Reopening the Bible | Week Two (Covenant)- Saturday

With all the noise in the world, do you hear the voice of God?  Your calendar tells you what to do, but do you remember who you are?  Being comes before doing.  This is a call to put first things first.  Return to the Lord with this daily pattern of prayer and devotion.  Set aside this time as a sanctuary.  Find a space free of distraction and follow this pattern.

Invocation
Make the sign of the cross and say,
In the name of the Father, and of the Son, and of the Holy Spirit.  Amen.  

Invitation Prayer
“Blessed are the poor in spirit, for theirs is the kingdom of heaven.”  (Matt. 5:3)  O Lord, my poverty is the place where you meet me with grace.  My spirit finds all I need in you.  Amen.

Meditation: “Changed, and a little crazy” (An Excerpt from Traveling Mercies by Anne Lamott)


In Traveling Mercies, writer Anne Lamott explains the “series of staggers” that led her to her Christian faith as an adult. Lamott identifies the following moment as the “lily pad” that marked the beginning of her belief in God. Lamott was studying Kierkagaard’s Fear and Trembling and read the philosopher’s retelling of Abraham and Isaac on Mt. Moriah. She found Abraham’s faithhis obedience to God and his trust in God’s covenantto be so incredible that it had to be true. Lamott writes:

In the interior silence that followed my understanding of this scene, I held my breath for as long as I could, sitting there under the fluorescent lights—and then I crossed over. I don’t know how else to put it or how and why I actively made, if not exactly a leap of faith, a lurch of faith. … I left class believing—accepting—that there was a God. I did not understand how this could have happened. It made no sense. It made no sense that what brought me to this conviction was the story of a God who would ask his beloved Abraham to sacrifice the child he loved more than life itself. It made no sense that Abraham could head for the mountain in Moriah still believing in God’s goodness. It made no sense that even as he walked his son to the sacrificial altar, he still believed God’s promise that Isaac would give him many descendants. It made no sense that he was willing to do the one thing in the world he could not do, just because God told him to. God told him to obey and to believe that he was a loving god and could be trusted. So Abraham did obey.

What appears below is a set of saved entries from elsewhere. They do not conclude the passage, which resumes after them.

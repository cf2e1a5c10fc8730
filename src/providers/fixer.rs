//! Fixer (fixer.io) rate provider.
//!
//! Fixer answers most failures with HTTP 200 and `{"success": false, "error": {...}}`,
//! so the envelope's `error.info` is the primary source of failure messages.

use crate::core::error::{RateError, Result};
use crate::core::mapper::ProviderEnvelope;
use crate::core::rates::{HistoricalRate, RateProvider, RateSet};
use crate::providers::http::{build_client, build_url, get_mapped};
use async_trait::async_trait;
use chrono::{DateTime, NaiveDate, Utc};
use serde::Deserialize;
use std::collections::BTreeMap;
use std::time::Duration;
use tracing::instrument;

pub const DEFAULT_BASE_URL: &str = "https://data.fixer.io/api";
const PIVOT: &str = "EUR";
const KEY_PARAM: &str = "access_key";

pub struct FixerProvider {
    base_url: String,
    access_key: String,
    client: reqwest::Client,
}

impl FixerProvider {
    pub fn new(base_url: &str, access_key: &str, timeout: Duration) -> Result<Self> {
        Ok(FixerProvider {
            base_url: base_url.to_string(),
            access_key: access_key.to_string(),
            client: build_client(timeout)?,
        })
    }

    async fn fetch_rates(&self, endpoint: &str, base: &str, targets: &[String]) -> Result<RateSet> {
        let symbols = targets.join(",");
        let url = build_url(
            &self.base_url,
            endpoint,
            &[
                (KEY_PARAM, self.access_key.as_str()),
                ("base", base),
                ("symbols", symbols.as_str()),
            ],
        )?;
        get_mapped::<RatesEnvelope>(&self.client, url, KEY_PARAM).await
    }
}

#[derive(Debug, Deserialize)]
struct FixerError {
    #[serde(rename = "type")]
    kind: Option<String>,
    info: Option<String>,
}

impl FixerError {
    fn message(&self) -> String {
        self.info
            .clone()
            .or_else(|| self.kind.clone())
            .unwrap_or_else(|| "Unknown provider error".to_string())
    }
}

#[derive(Debug, Deserialize)]
struct SymbolsEnvelope {
    symbols: Option<BTreeMap<String, String>>,
    error: Option<FixerError>,
}

impl ProviderEnvelope for SymbolsEnvelope {
    type Payload = Vec<String>;

    fn provider_error(&self) -> Option<String> {
        self.error.as_ref().map(FixerError::message)
    }

    fn into_payload(self) -> Option<Vec<String>> {
        self.symbols.map(|symbols| symbols.into_keys().collect())
    }
}

#[derive(Debug, Deserialize)]
struct RatesEnvelope {
    timestamp: Option<i64>,
    base: Option<String>,
    rates: Option<BTreeMap<String, f64>>,
    error: Option<FixerError>,
}

impl ProviderEnvelope for RatesEnvelope {
    type Payload = RateSet;

    fn provider_error(&self) -> Option<String> {
        self.error.as_ref().map(FixerError::message)
    }

    fn into_payload(self) -> Option<RateSet> {
        let rates = self.rates?;
        let timestamp = self
            .timestamp
            .and_then(|ts| DateTime::from_timestamp(ts, 0))
            .unwrap_or_else(Utc::now);
        let base = self.base.unwrap_or_else(|| PIVOT.to_string());
        Some(RateSet::new(timestamp, &base, rates))
    }
}

#[async_trait]
impl RateProvider for FixerProvider {
    fn name(&self) -> &'static str {
        "fixer"
    }

    fn base_currency(&self) -> &str {
        PIVOT
    }

    #[instrument(name = "FixerSymbols", skip(self))]
    async fn list_currencies(&self) -> Result<Vec<String>> {
        let url = build_url(
            &self.base_url,
            "symbols",
            &[(KEY_PARAM, self.access_key.as_str())],
        )?;
        get_mapped::<SymbolsEnvelope>(&self.client, url, KEY_PARAM).await
    }

    #[instrument(name = "FixerLatest", skip(self))]
    async fn get_current_rate(&self, base: &str, targets: &[String]) -> Result<RateSet> {
        self.fetch_rates("latest", base, targets).await
    }

    #[instrument(name = "FixerHistorical", skip(self), fields(date = %date))]
    async fn get_historical_rate(
        &self,
        date: NaiveDate,
        base: &str,
        targets: &[String],
    ) -> Result<HistoricalRate> {
        let target = targets
            .first()
            .ok_or_else(|| RateError::Unexpected("No target currency requested".to_string()))?;
        let endpoint = date.format("%Y-%m-%d").to_string();
        let set = self.fetch_rates(&endpoint, base, targets).await?;
        Ok(HistoricalRate {
            date,
            base: base.to_string(),
            target: target.clone(),
            rate: set.cross_rate(base, target)?,
        })
    }
}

I felt changed, and a little crazy. (Lamott, Traveling Mercies, pg. 28-29)

Dear Father, help us to obey, help us to trust. Help us to remember that even in the darkest, most confusing times that you love us. Change us to be more like you. Amen.

Benediction
Now to him who is able to do far more abundantly than all that we ask or think, according to the power at work within us, 21 to him be glory in the church and in Christ Jesus throughout all generations, forever and ever. Amen.  (Eph. 3:20-21)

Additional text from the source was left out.